Discurso desde la madre en mí. Esa fuente inagotable de excitación, en la que lo imaginario es ternura tan ansiada y anhelada y nunca encontrada que aspira con vehemencia a su realización y se encuentra rodeada de prohibiciones que nos la impiden y nos llevan una y otra vez en busca de ese renacer provisional, siempre eterno.
Es el sicoanálisis el que dio al ser humano la posibilidad de la ternura, como creadora de espacios de palabras, a pesar de que en esa creación el sentimiento de omnipotencia del niño colmado, es arrullo materno, del ritmo madre-hijo indiferenciados, expresada y aprendida en las rupturas amorosas, como anuncio de la muerte. Naturaleza humana del deseo, que aspira a reinventar la ternura e incluso reproducirla. Ilusión que termina en desilusión, sin encontrar ese espacio en el que las instituciones puedan integrar el fracaso de sus representaciones mentales no como fallas humanas, sino de la ilusión, como parte de la misma naturaleza humana.

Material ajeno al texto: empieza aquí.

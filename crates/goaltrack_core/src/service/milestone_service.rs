//! Milestone use-case service.
//!
//! # Responsibility
//! - Add, toggle, rename and delete milestones of one goal.
//! - Append and remove milestone activity log entries.
//!
//! # Invariants
//! - Milestone and update text is trimmed and must not be blank.
//! - Every successful mutation refreshes the owning goal's `last_updated`.
//! - The goal must belong to the calling user.

use crate::model::goal::GoalId;
use crate::model::milestone::{Milestone, MilestoneId, MilestoneUpdate, MilestoneUpdateId};
use crate::repo::goal_repo::RepoError;
use crate::repo::milestone_repo::MilestoneRepository;
use crate::repo::support::to_storage_precision;
use chrono::{DateTime, Utc};
use std::error::Error;
use std::fmt::{Display, Formatter};

#[derive(Debug)]
pub enum MilestoneServiceError {
    /// Text is blank after trim.
    BlankText,
    GoalNotFound(GoalId),
    MilestoneNotFound(MilestoneId),
    UpdateNotFound(MilestoneUpdateId),
    Repo(RepoError),
}

impl Display for MilestoneServiceError {
    fn fmt(&self, f: &mut Formatter<'_>) -> std::fmt::Result {
        match self {
            Self::BlankText => write!(f, "milestone text must not be blank"),
            Self::GoalNotFound(id) => write!(f, "goal not found: {id}"),
            Self::MilestoneNotFound(id) => write!(f, "milestone not found: {id}"),
            Self::UpdateNotFound(id) => write!(f, "milestone update not found: {id}"),
            Self::Repo(err) => write!(f, "{err}"),
        }
    }
}

impl Error for MilestoneServiceError {
    fn source(&self) -> Option<&(dyn Error + 'static)> {
        match self {
            Self::Repo(err) => Some(err),
            _ => None,
        }
    }
}

impl From<RepoError> for MilestoneServiceError {
    fn from(value: RepoError) -> Self {
        match value {
            RepoError::NotFound { entity: "goal", id } => Self::GoalNotFound(id),
            RepoError::NotFound {
                entity: "milestone",
                id,
            } => Self::MilestoneNotFound(id),
            RepoError::NotFound {
                entity: "milestone update",
                id,
            } => Self::UpdateNotFound(id),
            other => Self::Repo(other),
        }
    }
}

pub type MilestoneServiceResult<T> = Result<T, MilestoneServiceError>;

/// Milestone service facade over repository implementations.
pub struct MilestoneService<R: MilestoneRepository> {
    repo: R,
}

impl<R: MilestoneRepository> MilestoneService<R> {
    pub fn new(repo: R) -> Self {
        Self { repo }
    }

    /// Appends an open milestone to the goal.
    pub fn add_milestone(
        &self,
        user_id: &str,
        goal_id: GoalId,
        text: &str,
        now: DateTime<Utc>,
    ) -> MilestoneServiceResult<Milestone> {
        let text = non_blank(text)?;
        self.require_goal(user_id, goal_id)?;

        let milestone = Milestone::new(text);
        self.repo.add_milestone(user_id, goal_id, &milestone, now)?;
        Ok(milestone)
    }

    /// Flips the completion flag and returns the updated milestone.
    pub fn toggle_milestone(
        &self,
        user_id: &str,
        goal_id: GoalId,
        milestone_id: MilestoneId,
        now: DateTime<Utc>,
    ) -> MilestoneServiceResult<Milestone> {
        self.require_goal(user_id, goal_id)?;
        let current = self.require_milestone(goal_id, milestone_id)?;
        self.repo
            .set_milestone_completed(user_id, goal_id, milestone_id, !current.completed, now)?;
        self.require_milestone(goal_id, milestone_id)
    }

    pub fn rename_milestone(
        &self,
        user_id: &str,
        goal_id: GoalId,
        milestone_id: MilestoneId,
        text: &str,
        now: DateTime<Utc>,
    ) -> MilestoneServiceResult<Milestone> {
        let text = non_blank(text)?;
        self.require_goal(user_id, goal_id)?;
        self.repo
            .rename_milestone(user_id, goal_id, milestone_id, text, now)?;
        self.require_milestone(goal_id, milestone_id)
    }

    pub fn delete_milestone(
        &self,
        user_id: &str,
        goal_id: GoalId,
        milestone_id: MilestoneId,
        now: DateTime<Utc>,
    ) -> MilestoneServiceResult<()> {
        self.require_goal(user_id, goal_id)?;
        self.repo
            .delete_milestone(user_id, goal_id, milestone_id, now)?;
        Ok(())
    }

    /// Appends one activity log line stamped with `now`.
    pub fn add_update(
        &self,
        user_id: &str,
        goal_id: GoalId,
        milestone_id: MilestoneId,
        text: &str,
        now: DateTime<Utc>,
    ) -> MilestoneServiceResult<MilestoneUpdate> {
        let text = non_blank(text)?;
        self.require_goal(user_id, goal_id)?;

        let update = MilestoneUpdate::new(text, to_storage_precision(now));
        self.repo
            .add_milestone_update(user_id, goal_id, milestone_id, &update)?;
        Ok(update)
    }

    pub fn delete_update(
        &self,
        user_id: &str,
        goal_id: GoalId,
        milestone_id: MilestoneId,
        update_id: MilestoneUpdateId,
        now: DateTime<Utc>,
    ) -> MilestoneServiceResult<()> {
        self.require_goal(user_id, goal_id)?;
        self.repo
            .delete_milestone_update(user_id, goal_id, milestone_id, update_id, now)?;
        Ok(())
    }

    pub fn list_milestones(
        &self,
        user_id: &str,
        goal_id: GoalId,
    ) -> MilestoneServiceResult<Vec<Milestone>> {
        self.require_goal(user_id, goal_id)?;
        Ok(self.repo.list_milestones(goal_id)?)
    }

    fn require_goal(&self, user_id: &str, goal_id: GoalId) -> MilestoneServiceResult<()> {
        if self.repo.goal_exists(user_id, goal_id)? {
            Ok(())
        } else {
            Err(MilestoneServiceError::GoalNotFound(goal_id))
        }
    }

    fn require_milestone(
        &self,
        goal_id: GoalId,
        milestone_id: MilestoneId,
    ) -> MilestoneServiceResult<Milestone> {
        self.repo
            .get_milestone(goal_id, milestone_id)?
            .ok_or(MilestoneServiceError::MilestoneNotFound(milestone_id))
    }
}

fn non_blank(text: &str) -> MilestoneServiceResult<&str> {
    let trimmed = text.trim();
    if trimmed.is_empty() {
        Err(MilestoneServiceError::BlankText)
    } else {
        Ok(trimmed)
    }
}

Ternura inalcanzable que por medio de la palabra llena ese espacio y nos relaja, determinando que esa mamá lejana se vuelva real, en la nueva, la que reinventamos a diario, tratando de reinventar el tono, ritmo, respiración, sollozo, armonía, melodía del primer ¡mamá!, cimiento de una estructura espacial en la que todo se sobrevive y se repite, en mullida y arrulladora canción del arrebato, que acontecía sin llorar, mientras lo oscuro del ser humano se agrupaba lentamente en torno de la palabra. Imagen de quietud eterna.
Voz que pronunció mi nombre, y no encuentra contraparte al primer ¡mamá! Figura desconocedora del filo de los tiempos, números y símbolos enterrados en la magia negra, pena negra, música interior, ritmo tierno, letras articuladoras de palabras en la voz lenta del niño que canta despacio creyendo ser dueño, sin serlo de ese cuarto profundo, cuarto negro, promotor de la angustia, intraducible, en el que todo se ignora y los signos son inciertos y se busca con desesperación durante toda la vida, desde ese primer ¡mamá! vital hasta el último mamá agónico, paso a la muerte irrepresentable.